La fuerza de la naturaleza ha golpeado con dureza a Flor del Oriente, una comunidad rural ubicada en el distrito de Pampa Hermosa (provincia de Ucayali, región Loreto), pero cuyo acceso más rápido y vital se encuentra por la región San Martín. Un devastador huaico, originado por el desborde de la quebrada Pauya durante la madrugada del fin de semana, ha arrasado con viviendas, campos de cultivo y la escasa infraestructura pública del lugar.
La situación es crítica. Según informó el Ing. Gustavo Montoya Gamarra, jefe del Parque Nacional Cordillera Azul, en una entrevista concedida a Radio Tropical de Tarapoto, de las 35 familias afectadas, 22 han perdido absolutamente todo.
«No tienen casa, no tienen lugar donde vivir, donde cocinar, donde dormir. Han perdido sus animales menores y sus cultivos. En una situación así, amerita un acto solidario de la población», relató Montoya, quien confirmó que un equipo de avanzada del Servicio Nacional de Áreas Naturales Protegidas por el Estado (Sernanp) y CIMA partió esta madrugada desde Tarapoto con los primeros víveres para organizar ollas comunes.

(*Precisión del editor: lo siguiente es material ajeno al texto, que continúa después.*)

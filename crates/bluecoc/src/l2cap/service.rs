//! Listen-side endpoint
//!
//! An [`L2capService`] waits for a peer to open a channel on its PSM. It is
//! only created through [`L2capServer::create_service`](super::server::L2capServer::create_service),
//! which keeps it alive until the server goes away.

use super::callbacks::ServiceCallbacks;
use super::coc::{Coc, Role};

/// Role marker for [`L2capService`]
pub enum ServiceRole {}

impl Role for ServiceRole {
    type Callbacks = dyn ServiceCallbacks;

    const NAME: &'static str = "Service";

    fn should_accept(callbacks: &mut Self::Callbacks, coc: &L2capService) -> bool {
        callbacks.should_accept_connection(coc)
    }
}

/// A listen-side L2CAP endpoint for one PSM
pub type L2capService = Coc<ServiceRole>;
//! Reusable connecting endpoint
//!
//! An [`L2capClient`] is created once and may connect, disconnect and
//! connect again. Its callbacks also hear about peer MTU changes.

use std::sync::Arc;

use log::error;

use super::callbacks::ClientCallbacks;
use super::coc::{Coc, Role};
use super::psm::Psm;
use super::types::{CocConfig, L2capError, L2capResult};
use crate::host::{GapLink, HostStack};

/// Role marker for [`L2capClient`]
pub enum ClientRole {}

impl Role for ClientRole {
    type Callbacks = dyn ClientCallbacks;

    const NAME: &'static str = "Client";

    fn mtu_changed(callbacks: &mut Self::Callbacks, coc: &L2capClient, mtu: u16) {
        callbacks.on_mtu_change(coc, mtu);
    }
}

/// A connect-side L2CAP endpoint that can reconnect
pub type L2capClient = Coc<ClientRole>;

impl Coc<ClientRole> {
    pub fn create_client(
        host: Arc<dyn HostStack>,
        psm: Psm,
        mtu: u16,
        callbacks: Box<dyn ClientCallbacks>,
    ) -> L2capClient {
        Self::create_client_with_config(host, psm, mtu, callbacks, CocConfig::default())
    }

    pub fn create_client_with_config(
        host: Arc<dyn HostStack>,
        psm: Psm,
        mtu: u16,
        callbacks: Box<dyn ClientCallbacks>,
        config: CocConfig,
    ) -> L2capClient {
        Coc::new(host, psm, mtu, callbacks, config)
    }

    /// Open the channel over an established GAP link
    ///
    /// Allowed while idle or after a previous disconnect.
    pub fn connect(&self, link: &dyn GapLink) -> L2capResult<()> {
        if !link.is_connected() {
            error!("Link is not connected. A GAP connection must exist before opening an L2CAP channel");
            return Err(L2capError::NotConnected);
        }
        self.open(link.conn_handle())
    }
}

Un desastre multisectorial: Agro, educación y salud en ruinas
El impacto económico y social para estas familias es incalculable. La economía de subsistencia de Flor del Oriente ha quedado bajo el lodo. Se reporta la pérdida de entre 10 y 15 hectáreas de cacao, además de múltiples huertos de panllevar y la muerte de animales de corral.
La infraestructura pública no corrió mejor suerte. La única escuela de la comunidad quedó severamente dañada. «Hablamos de 18 niños en primaria y 10 en inicial que lo han perdido todo (…). La infraestructura está totalmente mal, no tienen ni dónde sentarse», advirtió el jefe del Parque Nacional. A esto se suma el colapso de la posta médica, lo que enciende las alertas sanitarias ante la inminente proliferación de zancudos y enfermedades post-inundación.

El reto logístico: Maquinaria urgente y temor a nuevos deslizamientos
Hacer llegar la ayuda es actualmente un desafío extremo. Las vías de comunicación desde Picota y Shamboyacu (San Martín) hacia la zona de desastre han sido interrumpidas por los deslizamientos. Actualmente, el trayecto toma entre 5 y 6 horas en camionetas 4×4, y el último tramo exige una caminata de una hora cargando provisiones al hombro.
«Se necesita el apoyo de maquinaria para que la población pueda recibir lo más pronto la ayuda (…). La población no está durmiendo ahí porque tiene todavía el temor de que pueda haber más deslizamientos o más lluvias», explicó Montoya, alertando que la cuenca del Alto Pauya, donde habitan cerca de 20,000 personas en 18 caseríos, sigue en riesgo latente.
¿Cómo ayudar?
Dado que la ruta más rápida hacia la zona de emergencia es desde Tarapoto, las autoridades del Parque Nacional Cordillera Azul y Radio Tropical están coordinando la instalación de puntos de acopio oficiales en San Martín.
Se requiere con urgencia:

- Víveres no perecibles para ollas comunes.
- Ropa y calzado en buen estado.
- Útiles y paquetes escolares.
- Maquinaria pesada por parte de las autoridades regionales y locales para rehabilitar la transitabilidad.
El llamado a la solidaridad es urgente. Las familias de Flor del Oriente enfrentan hoy la intemperie y el miedo, esperando que la ayuda de sus regiones hermanas llegue antes que la próxima lluvia.